→ Exercise goal: Copy out the listing exactly.
==============================
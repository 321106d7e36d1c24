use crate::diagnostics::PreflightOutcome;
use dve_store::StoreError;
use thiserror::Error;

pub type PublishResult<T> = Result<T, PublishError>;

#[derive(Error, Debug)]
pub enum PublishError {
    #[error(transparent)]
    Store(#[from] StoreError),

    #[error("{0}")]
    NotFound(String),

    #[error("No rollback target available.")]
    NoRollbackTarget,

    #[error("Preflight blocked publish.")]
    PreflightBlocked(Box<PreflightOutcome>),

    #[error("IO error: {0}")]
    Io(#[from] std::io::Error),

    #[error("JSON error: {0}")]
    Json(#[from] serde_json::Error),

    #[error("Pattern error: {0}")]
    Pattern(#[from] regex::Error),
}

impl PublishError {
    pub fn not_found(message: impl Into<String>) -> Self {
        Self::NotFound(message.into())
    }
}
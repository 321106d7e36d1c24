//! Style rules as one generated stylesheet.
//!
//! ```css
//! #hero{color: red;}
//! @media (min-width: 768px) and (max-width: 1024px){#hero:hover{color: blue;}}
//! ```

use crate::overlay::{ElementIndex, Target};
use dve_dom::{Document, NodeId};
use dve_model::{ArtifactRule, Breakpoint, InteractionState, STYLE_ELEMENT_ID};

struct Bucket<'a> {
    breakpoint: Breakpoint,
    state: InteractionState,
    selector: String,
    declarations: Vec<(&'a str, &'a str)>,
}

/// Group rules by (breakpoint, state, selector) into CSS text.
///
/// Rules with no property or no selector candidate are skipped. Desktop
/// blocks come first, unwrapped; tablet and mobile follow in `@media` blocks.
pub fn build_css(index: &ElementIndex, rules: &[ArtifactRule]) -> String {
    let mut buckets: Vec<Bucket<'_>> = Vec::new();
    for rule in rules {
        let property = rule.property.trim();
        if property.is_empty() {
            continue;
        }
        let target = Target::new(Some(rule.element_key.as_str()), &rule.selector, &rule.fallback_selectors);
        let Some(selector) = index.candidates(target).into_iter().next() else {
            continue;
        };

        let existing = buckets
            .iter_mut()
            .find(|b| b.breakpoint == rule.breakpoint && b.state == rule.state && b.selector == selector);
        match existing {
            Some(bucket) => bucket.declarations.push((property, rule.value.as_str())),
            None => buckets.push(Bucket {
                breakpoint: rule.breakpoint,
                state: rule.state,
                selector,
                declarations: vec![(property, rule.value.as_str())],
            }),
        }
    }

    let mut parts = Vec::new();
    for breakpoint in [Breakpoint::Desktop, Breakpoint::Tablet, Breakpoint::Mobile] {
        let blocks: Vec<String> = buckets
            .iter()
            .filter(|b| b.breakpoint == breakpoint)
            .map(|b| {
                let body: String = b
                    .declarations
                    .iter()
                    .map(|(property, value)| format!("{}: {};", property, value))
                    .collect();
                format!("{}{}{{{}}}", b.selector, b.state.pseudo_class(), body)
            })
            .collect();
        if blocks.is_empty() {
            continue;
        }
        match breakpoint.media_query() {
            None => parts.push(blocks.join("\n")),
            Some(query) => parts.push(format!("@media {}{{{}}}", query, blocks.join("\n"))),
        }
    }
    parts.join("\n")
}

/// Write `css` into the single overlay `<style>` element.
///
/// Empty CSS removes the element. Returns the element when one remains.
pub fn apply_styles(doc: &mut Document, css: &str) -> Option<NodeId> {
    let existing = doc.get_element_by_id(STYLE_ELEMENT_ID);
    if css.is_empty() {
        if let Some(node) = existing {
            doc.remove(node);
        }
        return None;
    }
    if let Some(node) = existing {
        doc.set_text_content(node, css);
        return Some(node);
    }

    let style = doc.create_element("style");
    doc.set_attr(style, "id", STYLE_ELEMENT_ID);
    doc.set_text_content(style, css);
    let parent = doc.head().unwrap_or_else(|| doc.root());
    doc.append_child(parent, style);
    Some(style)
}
==============================
→ Answer to the problem:
repository 321106d7e36d1c24
use crate::diagnostics::PreflightOutcome;
use dve_store::StoreError;
use thiserror::Error;

pub type PublishResult<T> = Result<T, PublishError>;

#[derive(Error, Debug)]
pub enum PublishError {
    #[error(transparent)]
    Store(#[from] StoreError),

    #[error("{0}")]
    NotFound(String),

    #[error("No rollback target available.")]
    NoRollbackTarget,

    #[error("Preflight blocked publish.")]
    PreflightBlocked(Box<PreflightOutcome>),

    #[error("IO error: {0}")]
    Io(#[from] std::io::Error),

    #[error("JSON error: {0}")]
    Json(#[from] serde_json::Error),

    #[error("Pattern error: {0}")]
    Pattern(#[from] regex::Error),
}

impl PublishError {
    pub fn not_found(message: impl Into<String>) -> Self {
        Self::NotFound(message.into())
    }
}
repository 321106d7e36d1c24
//! Style rules as one generated stylesheet.
//!
//! ```css
//! #hero{color: red;}
//! @media (min-width: 768px) and (max-width: 1024px){#hero:hover{color: blue;}}
//! ```

use crate::overlay::{ElementIndex, Target};
use dve_dom::{Document, NodeId};
use dve_model::{ArtifactRule, Breakpoint, InteractionState, STYLE_ELEMENT_ID};

struct Bucket<'a> {
    breakpoint: Breakpoint,
    state: InteractionState,
    selector: String,
    declarations: Vec<(&'a str, &'a str)>,
}

/// Group rules by (breakpoint, state, selector) into CSS text.
///
/// Rules with no property or no selector candidate are skipped. Desktop
/// blocks come first, unwrapped; tablet and mobile follow in `@media` blocks.
pub fn build_css(index: &ElementIndex, rules: &[ArtifactRule]) -> String {
    let mut buckets: Vec<Bucket<'_>> = Vec::new();
    for rule in rules {
        let property = rule.property.trim();
        if property.is_empty() {
            continue;
        }
        let target = Target::new(Some(rule.element_key.as_str()), &rule.selector, &rule.fallback_selectors);
        let Some(selector) = index.candidates(target).into_iter().next() else {
            continue;
        };

        let existing = buckets
            .iter_mut()
            .find(|b| b.breakpoint == rule.breakpoint && b.state == rule.state && b.selector == selector);
        match existing {
            Some(bucket) => bucket.declarations.push((property, rule.value.as_str())),
            None => buckets.push(Bucket {
                breakpoint: rule.breakpoint,
                state: rule.state,
                selector,
                declarations: vec![(property, rule.value.as_str())],
            }),
        }
    }

    let mut parts = Vec::new();
    for breakpoint in [Breakpoint::Desktop, Breakpoint::Tablet, Breakpoint::Mobile] {
        let blocks: Vec<String> = buckets
            .iter()
            .filter(|b| b.breakpoint == breakpoint)
            .map(|b| {
                let body: String = b
                    .declarations
                    .iter()
                    .map(|(property, value)| format!("{}: {};", property, value))
                    .collect();
                format!("{}{}{{{}}}", b.selector, b.state.pseudo_class(), body)
            })
            .collect();
        if blocks.is_empty() {
            continue;
        }
        match breakpoint.media_query() {
            None => parts.push(blocks.join("\n")),
            Some(query) => parts.push(format!("@media {}{{{}}}", query, blocks.join("\n"))),
        }
    }
    parts.join("\n")
}

/// Write `css` into the single overlay `<style>` element.
///
/// Empty CSS removes the element. Returns the element when one remains.
pub fn apply_styles(doc: &mut Document, css: &str) -> Option<NodeId> {
    let existing = doc.get_element_by_id(STYLE_ELEMENT_ID);
    if css.is_empty() {
        if let Some(node) = existing {
            doc.remove(node);
        }
        return None;
    }
    if let Some(node) = existing {
        doc.set_text_content(node, css);
        return Some(node);
    }

    let style = doc.create_element("style");
    doc.set_attr(style, "id", STYLE_ELEMENT_ID);
    doc.set_text_content(style, css);
    let parent = doc.head().unwrap_or_else(|| doc.root());
    doc.append_child(parent, style);
    Some(style)
}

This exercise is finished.